PROBLEM DETAILS:
The records below hold a stretch from the line with "let mut read = 0;" through the line with "is not raster"; return exactly those lines, ends included, and nothing more.

DATA RECORDS:

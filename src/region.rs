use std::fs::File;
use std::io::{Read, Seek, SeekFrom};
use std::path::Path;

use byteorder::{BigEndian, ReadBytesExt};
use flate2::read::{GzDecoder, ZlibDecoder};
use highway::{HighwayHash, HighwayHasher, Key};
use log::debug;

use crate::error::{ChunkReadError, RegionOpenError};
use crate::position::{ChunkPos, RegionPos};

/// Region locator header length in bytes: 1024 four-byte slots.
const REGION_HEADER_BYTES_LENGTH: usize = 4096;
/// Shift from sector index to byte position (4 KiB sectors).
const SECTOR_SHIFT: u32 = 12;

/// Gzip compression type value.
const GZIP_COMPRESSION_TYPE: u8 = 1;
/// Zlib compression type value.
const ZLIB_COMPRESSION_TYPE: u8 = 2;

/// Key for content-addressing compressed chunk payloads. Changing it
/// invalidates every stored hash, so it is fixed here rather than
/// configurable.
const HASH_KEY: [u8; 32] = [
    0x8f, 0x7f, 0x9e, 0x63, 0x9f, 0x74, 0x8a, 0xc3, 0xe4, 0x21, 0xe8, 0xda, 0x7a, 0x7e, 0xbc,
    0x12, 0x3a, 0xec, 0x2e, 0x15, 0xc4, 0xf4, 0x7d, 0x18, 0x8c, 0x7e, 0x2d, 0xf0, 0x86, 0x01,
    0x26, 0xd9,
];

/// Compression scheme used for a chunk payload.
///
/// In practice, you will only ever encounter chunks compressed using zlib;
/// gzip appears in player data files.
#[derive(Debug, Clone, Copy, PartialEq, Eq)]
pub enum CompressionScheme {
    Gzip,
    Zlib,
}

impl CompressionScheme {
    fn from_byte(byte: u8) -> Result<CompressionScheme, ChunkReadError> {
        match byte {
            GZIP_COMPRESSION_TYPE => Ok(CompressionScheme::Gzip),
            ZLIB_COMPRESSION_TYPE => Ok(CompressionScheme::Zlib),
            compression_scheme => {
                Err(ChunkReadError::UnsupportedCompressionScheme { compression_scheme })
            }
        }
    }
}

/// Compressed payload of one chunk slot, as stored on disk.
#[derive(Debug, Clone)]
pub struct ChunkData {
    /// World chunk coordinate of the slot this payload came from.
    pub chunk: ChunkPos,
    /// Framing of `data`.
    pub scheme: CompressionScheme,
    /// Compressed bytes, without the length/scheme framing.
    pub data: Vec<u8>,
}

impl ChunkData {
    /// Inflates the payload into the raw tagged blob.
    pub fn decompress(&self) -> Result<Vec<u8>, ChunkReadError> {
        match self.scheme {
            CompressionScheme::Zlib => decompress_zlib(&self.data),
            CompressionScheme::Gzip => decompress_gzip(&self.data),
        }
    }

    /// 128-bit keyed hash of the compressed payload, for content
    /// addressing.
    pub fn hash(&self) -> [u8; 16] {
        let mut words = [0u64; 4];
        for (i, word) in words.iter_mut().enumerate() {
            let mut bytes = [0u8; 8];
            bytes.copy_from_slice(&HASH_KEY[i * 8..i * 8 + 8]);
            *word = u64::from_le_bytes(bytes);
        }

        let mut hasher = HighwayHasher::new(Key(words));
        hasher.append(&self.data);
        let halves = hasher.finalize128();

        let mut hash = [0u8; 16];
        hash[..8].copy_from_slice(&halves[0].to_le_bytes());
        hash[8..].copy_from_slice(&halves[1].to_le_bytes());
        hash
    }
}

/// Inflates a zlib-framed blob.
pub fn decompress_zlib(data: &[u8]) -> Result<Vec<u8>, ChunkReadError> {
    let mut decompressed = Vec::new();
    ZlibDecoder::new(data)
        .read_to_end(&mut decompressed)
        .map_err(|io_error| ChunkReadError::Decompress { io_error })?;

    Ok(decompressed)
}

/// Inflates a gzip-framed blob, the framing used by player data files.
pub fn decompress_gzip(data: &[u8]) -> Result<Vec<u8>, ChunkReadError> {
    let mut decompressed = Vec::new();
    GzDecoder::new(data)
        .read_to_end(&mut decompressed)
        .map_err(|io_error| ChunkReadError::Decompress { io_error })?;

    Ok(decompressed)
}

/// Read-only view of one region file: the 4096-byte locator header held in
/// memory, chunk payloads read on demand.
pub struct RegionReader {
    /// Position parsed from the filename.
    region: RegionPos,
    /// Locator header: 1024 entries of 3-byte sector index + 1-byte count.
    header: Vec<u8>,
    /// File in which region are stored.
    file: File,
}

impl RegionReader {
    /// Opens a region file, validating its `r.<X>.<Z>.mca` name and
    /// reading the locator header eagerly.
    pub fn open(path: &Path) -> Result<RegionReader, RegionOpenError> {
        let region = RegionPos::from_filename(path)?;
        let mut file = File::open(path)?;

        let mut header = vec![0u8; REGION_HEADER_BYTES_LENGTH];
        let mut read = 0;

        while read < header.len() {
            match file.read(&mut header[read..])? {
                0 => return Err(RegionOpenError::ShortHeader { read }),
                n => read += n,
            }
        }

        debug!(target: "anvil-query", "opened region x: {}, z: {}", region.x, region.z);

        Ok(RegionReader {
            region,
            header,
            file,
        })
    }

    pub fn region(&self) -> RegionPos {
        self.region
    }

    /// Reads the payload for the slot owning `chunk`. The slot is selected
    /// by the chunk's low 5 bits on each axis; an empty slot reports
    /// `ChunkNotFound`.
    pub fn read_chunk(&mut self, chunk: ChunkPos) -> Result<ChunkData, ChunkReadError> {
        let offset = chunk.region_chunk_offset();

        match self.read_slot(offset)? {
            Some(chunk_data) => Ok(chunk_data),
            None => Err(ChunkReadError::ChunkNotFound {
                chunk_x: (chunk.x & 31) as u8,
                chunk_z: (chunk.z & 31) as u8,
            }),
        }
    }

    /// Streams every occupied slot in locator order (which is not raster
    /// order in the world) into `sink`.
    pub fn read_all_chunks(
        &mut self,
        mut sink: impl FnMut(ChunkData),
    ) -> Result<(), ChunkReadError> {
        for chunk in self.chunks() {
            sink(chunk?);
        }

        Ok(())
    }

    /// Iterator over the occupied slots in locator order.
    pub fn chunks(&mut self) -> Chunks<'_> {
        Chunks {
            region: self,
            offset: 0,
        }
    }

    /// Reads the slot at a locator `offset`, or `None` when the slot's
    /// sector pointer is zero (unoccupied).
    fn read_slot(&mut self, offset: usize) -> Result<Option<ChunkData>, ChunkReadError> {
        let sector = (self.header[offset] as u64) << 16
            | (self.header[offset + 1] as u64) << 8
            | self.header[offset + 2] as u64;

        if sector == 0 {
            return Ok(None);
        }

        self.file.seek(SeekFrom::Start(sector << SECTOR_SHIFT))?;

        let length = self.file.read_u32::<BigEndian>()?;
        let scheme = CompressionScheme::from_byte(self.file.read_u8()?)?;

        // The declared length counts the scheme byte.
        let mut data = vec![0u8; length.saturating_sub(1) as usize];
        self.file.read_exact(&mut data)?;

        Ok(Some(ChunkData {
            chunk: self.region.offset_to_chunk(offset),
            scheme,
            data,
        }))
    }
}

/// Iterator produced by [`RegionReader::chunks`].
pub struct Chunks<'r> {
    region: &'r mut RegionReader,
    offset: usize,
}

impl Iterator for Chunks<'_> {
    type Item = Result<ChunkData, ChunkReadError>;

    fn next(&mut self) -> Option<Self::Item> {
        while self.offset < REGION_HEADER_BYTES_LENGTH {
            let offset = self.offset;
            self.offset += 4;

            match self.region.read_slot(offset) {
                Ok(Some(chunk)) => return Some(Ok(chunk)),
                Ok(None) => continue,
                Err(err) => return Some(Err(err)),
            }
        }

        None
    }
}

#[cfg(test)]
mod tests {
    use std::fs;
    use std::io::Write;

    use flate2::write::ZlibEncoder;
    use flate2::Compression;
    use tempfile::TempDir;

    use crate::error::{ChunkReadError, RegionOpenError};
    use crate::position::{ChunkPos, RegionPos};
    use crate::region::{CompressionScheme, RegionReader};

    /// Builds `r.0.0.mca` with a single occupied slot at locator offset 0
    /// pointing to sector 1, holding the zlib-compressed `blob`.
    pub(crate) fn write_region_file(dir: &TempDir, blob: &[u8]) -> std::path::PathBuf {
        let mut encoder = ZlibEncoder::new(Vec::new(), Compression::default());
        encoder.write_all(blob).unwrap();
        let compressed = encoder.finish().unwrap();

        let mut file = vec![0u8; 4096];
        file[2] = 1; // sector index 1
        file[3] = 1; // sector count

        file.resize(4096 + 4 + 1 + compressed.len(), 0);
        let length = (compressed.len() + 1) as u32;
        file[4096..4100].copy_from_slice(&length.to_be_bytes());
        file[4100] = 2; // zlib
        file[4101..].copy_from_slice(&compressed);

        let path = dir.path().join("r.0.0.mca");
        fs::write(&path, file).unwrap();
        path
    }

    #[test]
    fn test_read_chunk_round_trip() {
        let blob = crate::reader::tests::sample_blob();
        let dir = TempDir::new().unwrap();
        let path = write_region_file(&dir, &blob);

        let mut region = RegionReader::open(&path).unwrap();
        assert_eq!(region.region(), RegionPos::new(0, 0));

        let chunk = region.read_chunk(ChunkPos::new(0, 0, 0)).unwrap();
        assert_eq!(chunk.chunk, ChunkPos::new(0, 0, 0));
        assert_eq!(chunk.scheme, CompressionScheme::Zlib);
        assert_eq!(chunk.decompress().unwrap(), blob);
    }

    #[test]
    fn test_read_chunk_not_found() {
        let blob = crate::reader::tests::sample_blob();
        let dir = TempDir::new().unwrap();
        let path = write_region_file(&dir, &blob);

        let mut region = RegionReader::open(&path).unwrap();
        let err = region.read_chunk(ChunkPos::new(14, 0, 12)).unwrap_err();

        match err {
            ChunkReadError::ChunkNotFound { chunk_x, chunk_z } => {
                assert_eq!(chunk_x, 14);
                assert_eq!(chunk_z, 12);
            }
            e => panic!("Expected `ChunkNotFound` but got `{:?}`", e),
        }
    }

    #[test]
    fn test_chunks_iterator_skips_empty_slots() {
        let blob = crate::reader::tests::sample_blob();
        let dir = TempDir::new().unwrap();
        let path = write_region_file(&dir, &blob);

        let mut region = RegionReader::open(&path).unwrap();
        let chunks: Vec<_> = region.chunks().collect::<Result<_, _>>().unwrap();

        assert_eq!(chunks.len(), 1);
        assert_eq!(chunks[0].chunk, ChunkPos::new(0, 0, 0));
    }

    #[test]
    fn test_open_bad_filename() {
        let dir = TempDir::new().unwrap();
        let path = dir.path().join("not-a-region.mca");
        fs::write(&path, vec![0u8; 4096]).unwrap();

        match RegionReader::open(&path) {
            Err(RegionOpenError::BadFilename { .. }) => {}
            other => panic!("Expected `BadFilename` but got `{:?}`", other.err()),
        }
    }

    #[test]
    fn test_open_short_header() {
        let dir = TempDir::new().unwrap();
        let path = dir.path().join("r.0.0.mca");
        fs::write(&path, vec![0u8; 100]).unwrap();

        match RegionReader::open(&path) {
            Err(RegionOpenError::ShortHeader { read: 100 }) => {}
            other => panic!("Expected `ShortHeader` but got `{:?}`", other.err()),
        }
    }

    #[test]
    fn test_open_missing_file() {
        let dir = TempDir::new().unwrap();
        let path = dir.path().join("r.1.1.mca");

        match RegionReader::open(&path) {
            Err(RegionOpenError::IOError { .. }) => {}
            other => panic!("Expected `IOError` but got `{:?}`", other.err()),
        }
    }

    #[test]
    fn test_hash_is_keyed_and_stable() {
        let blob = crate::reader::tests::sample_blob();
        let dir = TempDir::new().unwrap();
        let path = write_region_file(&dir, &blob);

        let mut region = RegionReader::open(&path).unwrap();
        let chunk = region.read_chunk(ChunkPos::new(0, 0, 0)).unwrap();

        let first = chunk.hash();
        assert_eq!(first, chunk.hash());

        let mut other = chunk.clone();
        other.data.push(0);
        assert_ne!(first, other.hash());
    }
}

...

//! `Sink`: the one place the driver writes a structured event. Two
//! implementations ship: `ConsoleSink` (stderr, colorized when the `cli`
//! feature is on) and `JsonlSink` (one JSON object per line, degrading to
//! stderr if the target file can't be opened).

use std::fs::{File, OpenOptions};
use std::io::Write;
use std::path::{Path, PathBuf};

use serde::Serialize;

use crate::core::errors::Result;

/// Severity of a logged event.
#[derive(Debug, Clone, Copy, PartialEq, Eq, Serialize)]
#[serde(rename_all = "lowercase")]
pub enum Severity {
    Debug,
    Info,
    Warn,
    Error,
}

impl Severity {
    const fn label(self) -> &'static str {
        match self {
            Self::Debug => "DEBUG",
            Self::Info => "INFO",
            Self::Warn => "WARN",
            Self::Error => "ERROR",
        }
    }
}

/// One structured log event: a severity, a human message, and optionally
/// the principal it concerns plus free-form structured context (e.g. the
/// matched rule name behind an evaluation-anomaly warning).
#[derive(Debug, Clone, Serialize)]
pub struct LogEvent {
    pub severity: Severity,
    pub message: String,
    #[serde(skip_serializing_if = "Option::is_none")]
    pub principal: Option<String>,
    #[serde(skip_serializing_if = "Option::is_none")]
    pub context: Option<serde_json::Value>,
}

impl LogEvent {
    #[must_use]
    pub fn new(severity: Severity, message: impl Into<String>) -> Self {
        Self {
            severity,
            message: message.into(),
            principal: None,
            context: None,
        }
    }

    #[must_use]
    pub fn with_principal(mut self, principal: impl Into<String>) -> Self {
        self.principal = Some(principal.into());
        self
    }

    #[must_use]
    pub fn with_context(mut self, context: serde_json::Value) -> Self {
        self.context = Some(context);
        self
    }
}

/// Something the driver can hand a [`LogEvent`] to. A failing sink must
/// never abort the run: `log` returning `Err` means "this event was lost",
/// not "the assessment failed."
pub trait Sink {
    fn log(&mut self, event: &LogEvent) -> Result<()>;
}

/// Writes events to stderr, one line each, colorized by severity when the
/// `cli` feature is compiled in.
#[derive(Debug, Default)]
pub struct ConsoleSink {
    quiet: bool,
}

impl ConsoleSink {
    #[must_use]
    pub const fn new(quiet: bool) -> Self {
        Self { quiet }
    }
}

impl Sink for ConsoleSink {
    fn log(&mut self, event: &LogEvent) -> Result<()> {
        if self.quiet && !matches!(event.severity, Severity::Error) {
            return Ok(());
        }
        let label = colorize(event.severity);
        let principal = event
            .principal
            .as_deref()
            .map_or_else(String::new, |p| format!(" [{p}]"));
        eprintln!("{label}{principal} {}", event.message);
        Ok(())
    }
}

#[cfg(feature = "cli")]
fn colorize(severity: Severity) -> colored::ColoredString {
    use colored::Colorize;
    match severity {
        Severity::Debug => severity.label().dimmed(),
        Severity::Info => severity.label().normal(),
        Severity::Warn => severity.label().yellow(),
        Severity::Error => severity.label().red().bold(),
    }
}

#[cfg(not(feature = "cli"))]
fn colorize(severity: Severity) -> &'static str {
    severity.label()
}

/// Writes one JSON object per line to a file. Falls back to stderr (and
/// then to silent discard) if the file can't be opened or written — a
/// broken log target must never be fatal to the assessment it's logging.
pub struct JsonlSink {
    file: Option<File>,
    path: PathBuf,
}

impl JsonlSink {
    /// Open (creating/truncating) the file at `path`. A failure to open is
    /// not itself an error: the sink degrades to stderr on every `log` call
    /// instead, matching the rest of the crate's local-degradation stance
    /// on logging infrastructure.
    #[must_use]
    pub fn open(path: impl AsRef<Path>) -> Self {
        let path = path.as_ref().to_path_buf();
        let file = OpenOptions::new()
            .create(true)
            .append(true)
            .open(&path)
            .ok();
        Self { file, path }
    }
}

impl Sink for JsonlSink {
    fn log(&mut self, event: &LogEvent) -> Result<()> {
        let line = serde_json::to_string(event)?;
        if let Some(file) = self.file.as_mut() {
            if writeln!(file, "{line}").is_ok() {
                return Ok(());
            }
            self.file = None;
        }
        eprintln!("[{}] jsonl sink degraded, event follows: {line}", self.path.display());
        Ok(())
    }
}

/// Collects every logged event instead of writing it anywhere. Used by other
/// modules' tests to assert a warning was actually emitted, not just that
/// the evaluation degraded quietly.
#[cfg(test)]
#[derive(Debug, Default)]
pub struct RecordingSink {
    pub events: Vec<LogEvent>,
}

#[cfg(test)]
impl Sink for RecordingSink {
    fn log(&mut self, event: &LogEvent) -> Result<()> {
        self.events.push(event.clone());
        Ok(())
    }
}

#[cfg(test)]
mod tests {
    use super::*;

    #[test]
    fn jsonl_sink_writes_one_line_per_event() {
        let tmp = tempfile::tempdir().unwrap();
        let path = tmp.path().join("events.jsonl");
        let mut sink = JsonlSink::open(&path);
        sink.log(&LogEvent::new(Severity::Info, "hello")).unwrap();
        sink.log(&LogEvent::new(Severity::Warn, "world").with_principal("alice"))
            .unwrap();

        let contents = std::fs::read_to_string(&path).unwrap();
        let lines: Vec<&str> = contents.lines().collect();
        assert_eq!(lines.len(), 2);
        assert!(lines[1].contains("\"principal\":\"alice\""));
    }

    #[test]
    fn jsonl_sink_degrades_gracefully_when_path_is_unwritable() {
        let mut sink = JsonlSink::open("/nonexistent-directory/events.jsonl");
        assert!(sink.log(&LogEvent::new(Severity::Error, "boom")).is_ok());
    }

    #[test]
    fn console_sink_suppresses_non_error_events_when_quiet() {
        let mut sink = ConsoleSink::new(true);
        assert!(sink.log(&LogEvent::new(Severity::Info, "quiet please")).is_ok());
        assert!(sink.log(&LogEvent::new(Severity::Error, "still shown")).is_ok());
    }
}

RESPONSE TO THIS TASK:
        let mut read = 0;

        while read < header.len() {
            match file.read(&mut header[read..])? {
                0 => return Err(RegionOpenError::ShortHeader { read }),
                n => read += n,
            }
        }

        debug!(target: "anvil-query", "opened region x: {}, z: {}", region.x, region.z);

        Ok(RegionReader {
            region,
            header,
            file,
        })
    }

    pub fn region(&self) -> RegionPos {
        self.region
    }

    /// Reads the payload for the slot owning `chunk`. The slot is selected
    /// by the chunk's low 5 bits on each axis; an empty slot reports
    /// `ChunkNotFound`.
    pub fn read_chunk(&mut self, chunk: ChunkPos) -> Result<ChunkData, ChunkReadError> {
        let offset = chunk.region_chunk_offset();

        match self.read_slot(offset)? {
            Some(chunk_data) => Ok(chunk_data),
            None => Err(ChunkReadError::ChunkNotFound {
                chunk_x: (chunk.x & 31) as u8,
                chunk_z: (chunk.z & 31) as u8,
            }),
        }
    }

    /// Streams every occupied slot in locator order (which is not raster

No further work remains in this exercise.